Artificial joints that last longer, produce fewer side effects and are better suited for younger patients are the subject of a £4m project led by Leeds University.
Funded by the EU’s Horizon 2020 programme, the international collaboration will focus on improved design and testing to reduce implant faults, failures, or cause orthopaedic complications.
Failure rates within ten years of an artificial joint being fitted range from a few per cent to greater than 30 per cent, depending on the type of device.
Engineers believe problems have arisen with some implants because testing failed to evaluate real-world wear and tear.
Principal investigator, Professor Richard Hall from the School of Mechanical Engineering at Leeds, said: “Total hip and knee replacement is now an established technique that has been hugely successful. Implant technology can improve lives.
“But over the last 20 years, there have been high-profile problems with some implants failing or causing complications which require patients to have repeat surgery.
“In addition, surgeons are fitting new hips and knees to patients who are younger, heavier and more active. That means the devices are under even greater stress. They also want to fit artificial joints in ankles and fingers and they have higher failure rates.
“To overcome these challenges, manufacturers need more accurate testing and better design. We are working with industrial, clinical and academic partners to make that happen, to produce artificial joints that are fit for purpose.”

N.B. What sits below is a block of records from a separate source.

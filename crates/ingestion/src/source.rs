//! Prioritized fetch strategies.
//!
//! A provider may expose the same data through several entry points. They are
//! tried in order; the first success wins and only the last failure is
//! surfaced when every strategy fails.

use crate::raw::RawBatch;
use chrono::Duration;
use rtm_core::{Error, Result, Timestamp};
use std::path::PathBuf;

/// Interval to fetch, in UTC.
#[derive(Debug, Clone, Copy, PartialEq, Eq)]
pub struct FetchWindow {
    pub start: Timestamp,
    pub end: Timestamp,
}

impl FetchWindow {
    /// The `lookback_hours` hours ending at `now`.
    pub fn trailing(lookback_hours: u32, now: Timestamp) -> Self {
        Self {
            start: now - Duration::hours(i64::from(lookback_hours)),
            end: now,
        }
    }

    /// Does the window contain `ts` (inclusive on both ends)?
    pub fn contains(&self, ts: Timestamp) -> bool {
        self.start <= ts && ts <= self.end
    }

    /// Does the hour starting at `hour` overlap the window?
    pub fn overlaps_hour(&self, hour: Timestamp) -> bool {
        hour + Duration::hours(1) > self.start && hour <= self.end
    }
}

/// One named way of obtaining a raw batch.
pub trait BatchSource {
    /// Name used in logs.
    fn name(&self) -> &str;

    /// Fetch raw rows covering `window`.
    fn fetch(&self, window: &FetchWindow) -> Result<RawBatch>;
}

/// Try each strategy in order and return the first batch obtained.
pub fn fetch_with_fallback(
    strategies: &[Box<dyn BatchSource>],
    window: &FetchWindow,
) -> Result<RawBatch> {
    let mut last_error: Option<Error> = None;

    for strategy in strategies {
        tracing::debug!(strategy = strategy.name(), "calling fetch strategy");
        match strategy.fetch(window) {
            Ok(batch) => {
                tracing::info!(strategy = strategy.name(), rows = batch.len(), "fetched batch");
                return Ok(batch);
            }
            Err(e) => {
                tracing::warn!(strategy = strategy.name(), error = %e, "fetch strategy failed");
                last_error = Some(e);
            }
        }
    }

    Err(last_error.unwrap_or_else(|| Error::source_failed("no fetch strategies configured")))
}

/// Reads a records-oriented JSON file (an array of row objects).
#[derive(Debug, Clone)]
pub struct JsonFileSource {
    name: String,
    path: PathBuf,
}

impl JsonFileSource {
    pub fn new(path: impl Into<PathBuf>) -> Self {
        let path = path.into();
        Self {
            name: format!("json:{}", path.display()),
            path,
        }
    }
}

impl BatchSource for JsonFileSource {
    fn name(&self) -> &str {
        &self.name
    }

    /// The file is a snapshot; callers trim it to the window.
    fn fetch(&self, _window: &FetchWindow) -> Result<RawBatch> {
        let json = std::fs::read_to_string(&self.path)?;
        RawBatch::from_json_str(&json)
    }
}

According to Leeds University, the team hopes to use advanced computer simulation and laboratory tests that capture a more accurate picture of implant performance in human activities including running, walking, jumping and stumbling.
The researchers want also to develop in situ analysis that will monitor implant performance while it is subjected to mechanical testing, which will result in earlier identification – and rectification – of problems.
The main project partners are ETH Zurich, Uppsala University and Lulea Technical University, both in Sweden, and Imperial College London. The project will also train early career researchers for the medical devices industry.